We can subscribe from within Australia for $120 to receive a year’s publications (details here). From the beginning of the series, the RRP for individual copies has been kept to A$10. But that’s not all. To quote the website again:

These books that magically appear out of pockets are part of a gift and exchange art-economy. They are our currency! 

Those aren’t just empty words. It was through versions of the gift and exchange art-economy that I found out about the Pocket Poets series, and came to possess, and read, two of these niftily designed books.


Richard James Allen, Fixing the Broken Nightingale (Flying Island Books 2013)

At a poetry reading in Sydney a couple of years ago, Richard James Allen read his poem ‘It’s Saturday night in almost any city in the world and’, and offered a prize for whoever could guess the city in which he wrote it. The audience called out the names of almost every city in the world, but I was the one who finally shouted, ‘Florence!’ and won the prize, Fixing the Broken Nightingale, which did seem to magically appear out of a pocket.

There’s a rich variety of poems in the book, ranging from straightforward love poems to poems that turn back on themselves like Escher drawings. There’s whimsy and melancholy, moments of ontological despair and intimations of mortality. The most striking poem is ’13 Acts of Unfulfilled Love’, which has some extraordinarily explicit sexual images, to arrive at this, in ‘ACT TWELVE‘:

These are my real thoughts,
not my dirty thoughts.
______________________ ____________This is my real love,
_________________________ ____________not my dirty love.
I am trying to live a real life,
not a dirty life.
_________________________And I'd like you there with me,
_____________________________in this soiled, holy world.

Kit Kelen, A Pocket Kit 2 (Flying Island Books 2015)

When I bought a copy of Kit Kelen’s Book of Mother at its launch in Sydney, neither of us had correct money. This little book materialised as if by magic to be my change.

It’s very different from Book of Mother and from other books of Kelen’s that I’ve read (blog posts hereherehere and here). As the title suggests, it’s a kind of sampling of his work, rather than a collection organised around a central subject or theme. A first Pocket Kit was published in 2011.

This is mostly a cheerful book. There are poems celebrating elements of Australian culture, like ‘Blokes’ (‘They know it’s bad luck to speak / when gesturing would do the trick’) and ‘shed’ (‘the peasant is the king here / where monarchs tinker with old crowns / no need for revolution’). The same ironic celebratory tone comes to bear on Macau where Kelen was a professor when this book was published, on his Hungarian heritage, on the prospect of having children, on the yellow umbrellas of Hong Kong in 2014.
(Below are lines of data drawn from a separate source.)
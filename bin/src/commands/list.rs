//! List command implementation.
//!
//! This module handles listing the watchlist with optional filtering.

use anyhow::Result;
use quoteboard_lib::prelude::*;

/// List watchlist entries, optionally filtered by a search pattern.
pub(crate) fn list_watchlist(search: Option<&str>) -> Result<()> {
    let watchlist = Watchlist::global();

    let entries: Vec<_> = match search {
        Some(pattern) => watchlist.search(pattern),
        None => watchlist.all().collect(),
    };

    if entries.is_empty() {
        println!("No symbols found.");
        return Ok(());
    }

    println!("{:<8} {:<36} {:<20}", "SYMBOL", "NAME", "SECTOR");
    println!("{}", "-".repeat(64));

    for entry in &entries {
        println!(
            "{:<8} {:<36} {:<20}",
            entry.symbol.as_str(),
            entry.name,
            entry.sector
        );
    }

    println!("\nTotal: {} symbols", entries.len());
    Ok(())
}
//! Output format abstraction.

use quoteboard_aggregate::ChartSeries;
use quoteboard_types::Quote;
use std::io::Write;
use thiserror::Error;

/// Output format identifier.
#[derive(Debug, Clone, Copy, PartialEq, Eq, Hash, Default)]
pub enum OutputFormat {
    /// CSV format.
    #[default]
    Csv,
    /// JSON array format.
    Json,
    /// Newline-delimited JSON format.
    Ndjson,
}

impl OutputFormat {
    /// Returns the file extension for this format.
    #[must_use]
    pub const fn extension(&self) -> &'static str {
        match self {
            Self::Csv => "csv",
            Self::Json => "json",
            Self::Ndjson => "ndjson",
        }
    }

    /// Returns all available formats.
    #[must_use]
    pub const fn all() -> &'static [Self] {
        &[Self::Csv, Self::Json, Self::Ndjson]
    }

    /// Writes chart rows in this format with default formatter settings.
    ///
    /// # Errors
    ///
    /// Returns an error if writing fails.
    pub fn write_chart<W: Write + Send>(
        &self,
        chart: &ChartSeries,
        writer: W,
    ) -> Result<(), FormatError> {
        match self {
            Self::Csv => crate::CsvFormatter::new().write_chart(chart, writer),
            Self::Json => crate::JsonFormatter::new().write_chart(chart, writer),
            Self::Ndjson => crate::JsonFormatter::ndjson().write_chart(chart, writer),
        }
    }

    /// Writes quotes in this format with default formatter settings.
    ///
    /// # Errors
    ///
    /// Returns an error if writing fails.
    pub fn write_quotes<W: Write + Send>(&self, quotes: &[Quote], writer: W) -> Result<(), FormatError> {
        match self {
            Self::Csv => crate::CsvFormatter::new().write_quotes(quotes, writer),
            Self::Json => crate::JsonFormatter::new().write_quotes(quotes, writer),
            Self::Ndjson => crate::JsonFormatter::ndjson().write_quotes(quotes, writer),
        }
    }
}

impl std::fmt::Display for OutputFormat {
    fn fmt(&self, f: &mut std::fmt::Formatter<'_>) -> std::fmt::Result {
        write!(f, "{}", self.extension())
    }
}

impl std::str::FromStr for OutputFormat {
    type Err = FormatError;

    fn from_str(s: &str) -> Result<Self, Self::Err> {
        match s.to_lowercase().as_str() {
            "csv" => Ok(Self::Csv),
            "json" => Ok(Self::Json),
            "ndjson" | "jsonl" => Ok(Self::Ndjson),
            _ => Err(FormatError::UnknownFormat(s.to_string())),
        }
    }
}

/// Errors that can occur during formatting.
#[derive(Error, Debug)]
pub enum FormatError {
    /// Unknown output format.
    #[error("Unknown format: {0}")]
    UnknownFormat(String),

    /// I/O error.
    #[error("I/O error: {0}")]
    Io(#[from] std::io::Error),

    /// JSON serialization error.
    #[error("JSON error: {0}")]
    Json(#[from] serde_json::Error),
}

/// Trait for output formatters.
pub trait Formatter: Send + Sync {
    /// Writes chart rows (OHLC, volume and overlay) to the output.
    ///
    /// # Errors
    ///
    /// Returns an error if writing fails.
    fn write_chart<W: Write + Send>(&self, chart: &ChartSeries, writer: W) -> Result<(), FormatError>;

    /// Writes a quote snapshot to the output.
    ///
    /// # Errors
    ///
    /// Returns an error if writing fails.
    fn write_quotes<W: Write + Send>(&self, quotes: &[Quote], writer: W) -> Result<(), FormatError>;

    /// Returns the file extension for this format.
    fn extension(&self) -> &str;
}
My favourite in the book is ‘to tend’. If I remember correctly, Kelen like me had a Catholic childhood. This poem delicately addresses the question of what to do about the gap created when you stop believing. It starts:

to tend the gods as given, as found
new habits of homage are required

in word untamed, in sight unframed
paths to follow are so chosen,
by you, for you, willing, blind

go to the makers
not to the mockers
take the trouble to tell them apart

And ends:

go to the makers
never the mockers

tend to the habits of homage
you've found

Even though Kelen can begin a poem called ‘ancestor worship’ with ‘people smelt bad in the old times / they had bad teeth, they were stupid’ and can continue in that vein for 20 lines, he is certainly one of the makers, not one of the mockers.